Please let me know if you have any build issues or any questions about how this speed is achived (all is in the code though!)Pretty impressive. :cool:

Is there any way to create dynamic models for those of us who would rather work with "fresh" data. In other words take a current snapshot-a selectable period- at a track-at a specific distance or surface or class, possibly using all three or more, and gauge what is effective in terms of win% and roi, and test new races not yet included in this models' data set? In do understand by manually altering dates one can do this, but can it be automated?

traynor

07-08-2014, 09:07 AM

Pretty impressive. :cool:

Is there any way to create dynamic models for those of us who would rather work with "fresh" data. In other words take a current snapshot-a selectable period- at a track-at a specific distance or surface or class, possibly using all three or more, and gauge what is effective in terms of win% and roi, and test new races not yet included in this models' data set? In do understand by manually altering dates one can do this, but can it be automated?

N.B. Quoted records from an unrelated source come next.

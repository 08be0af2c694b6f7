//! In-memory post store for testing and development.

use async_trait::async_trait;
use std::sync::RwLock;

use crate::error::StoreResult;
use crate::traits::PostStore;
use crate::types::{PostId, PostQuery, PostRecord};

/// Posts held in memory.
///
/// Not suitable for production as data is lost on restart.
#[derive(Default)]
pub struct MemoryPostStore {
    posts: RwLock<Vec<PostRecord>>,
}

impl MemoryPostStore {
    pub fn new() -> Self {
        Self::default()
    }

    /// Add a post. A post with the same id is replaced.
    pub fn insert(&self, record: PostRecord) {
        let mut posts = self.posts.write().unwrap();
        posts.retain(|p| p.id != record.id);
        posts.push(record);
    }

    pub fn with_post(self, record: PostRecord) -> Self {
        self.insert(record);
        self
    }

    pub fn len(&self) -> usize {
        self.posts.read().unwrap().len()
    }

    pub fn is_empty(&self) -> bool {
        self.len() == 0
    }
}

#[async_trait]
impl PostStore for MemoryPostStore {
    async fn find_latest(&self, query: &PostQuery) -> StoreResult<Option<PostRecord>> {
        let posts = self.posts.read().unwrap();
        Ok(posts
            .iter()
            .filter(|p| query.matches(p))
            .max_by_key(|p| p.created_at)
            .cloned())
    }

    async fn custom_field(&self, id: PostId, name: &str) -> StoreResult<Option<String>> {
        let posts = self.posts.read().unwrap();
        Ok(posts
            .iter()
            .find(|p| p.id == id)
            .and_then(|p| p.custom_fields.get(name).cloned()))
    }
}

#[cfg(test)]
mod tests {
    use super::*;
    use chrono::{Duration, Utc};

    #[tokio::test]
    async fn test_newest_matching_post_wins() {
        let now = Utc::now();
        let store = MemoryPostStore::new()
            .with_post(PostRecord::new(1, "Hello", "old").with_created_at(now - Duration::days(2)))
            .with_post(PostRecord::new(2, "Hello", "new").with_created_at(now))
            .with_post(
                PostRecord::new(3, "Hello", "draft")
                    .with_created_at(now + Duration::days(1))
                    .with_status("draft"),
            )
            .with_post(
                PostRecord::new(4, "Hello", "page")
                    .with_created_at(now + Duration::days(1))
                    .with_content_type("page"),
            );

        let found = store
            .find_latest(&PostQuery::published_post("Hello"))
            .await
            .unwrap()
            .unwrap();

        assert_eq!(found.id, PostId(2));
    }

    #[tokio::test]
    async fn test_missing_post() {
        let store = MemoryPostStore::new().with_post(PostRecord::new(1, "Hello", "x"));
        let found = store
            .find_latest(&PostQuery::published_post("Goodbye"))
            .await
            .unwrap();
        assert!(found.is_none());
    }

    #[tokio::test]
    async fn test_custom_field() {
        let store = MemoryPostStore::new()
            .with_post(PostRecord::new(1, "Hello", "x").with_field("summary", "Short"));

        assert_eq!(
            store.custom_field(PostId(1), "summary").await.unwrap(),
            Some("Short".to_string())
        );
        assert_eq!(store.custom_field(PostId(1), "other").await.unwrap(), None);
        assert_eq!(store.custom_field(PostId(9), "summary").await.unwrap(), None);
    }

    #[test]
    fn test_insert_replaces_same_id() {
        let store = MemoryPostStore::new();
        store.insert(PostRecord::new(1, "a", "x"));
        store.insert(PostRecord::new(1, "b", "y"));
        assert_eq!(store.len(), 1);
    }
}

I think that creating a GUI for end users to create simple queries (a la HTR and others) is easy. The more complex the query (meaning queries involving more than a few elements of primary data) the more likely it is that one will need to get into the actual coding of those queries.

However, the upside is that the more you learn about asking the right questions and creating the right queries, the more useful the information generated as a result. That is a gentle way of saying you will probably need to learn enough code and coding techniques to write your own queries to really benefit from the tools being created.

hcap

07-08-2014, 09:57 AM

I sort of knew you would say that. Although it is certainly tempting to increase processing speed by a factor pf 100x or so, learning a whole new language at my age, (67) and after many years of work in excel and vba (self-taught like most excel users posting here) , a bit beyond what I am willing or able to do. Thanks :)

DeltaLover

07-08-2014, 10:17 AM

Pretty impressive. :cool:

Is there any way to create dynamic models for those of us who would rather work with "fresh" data. In other words take a current snapshot-a selectable period- at a track-at a specific distance or surface or class, possibly using all three or more, and gauge what is effective in terms of win% and roi, and test new races not yet included in this models' data set? In do understand by manually altering dates one can do this, but can it be automated?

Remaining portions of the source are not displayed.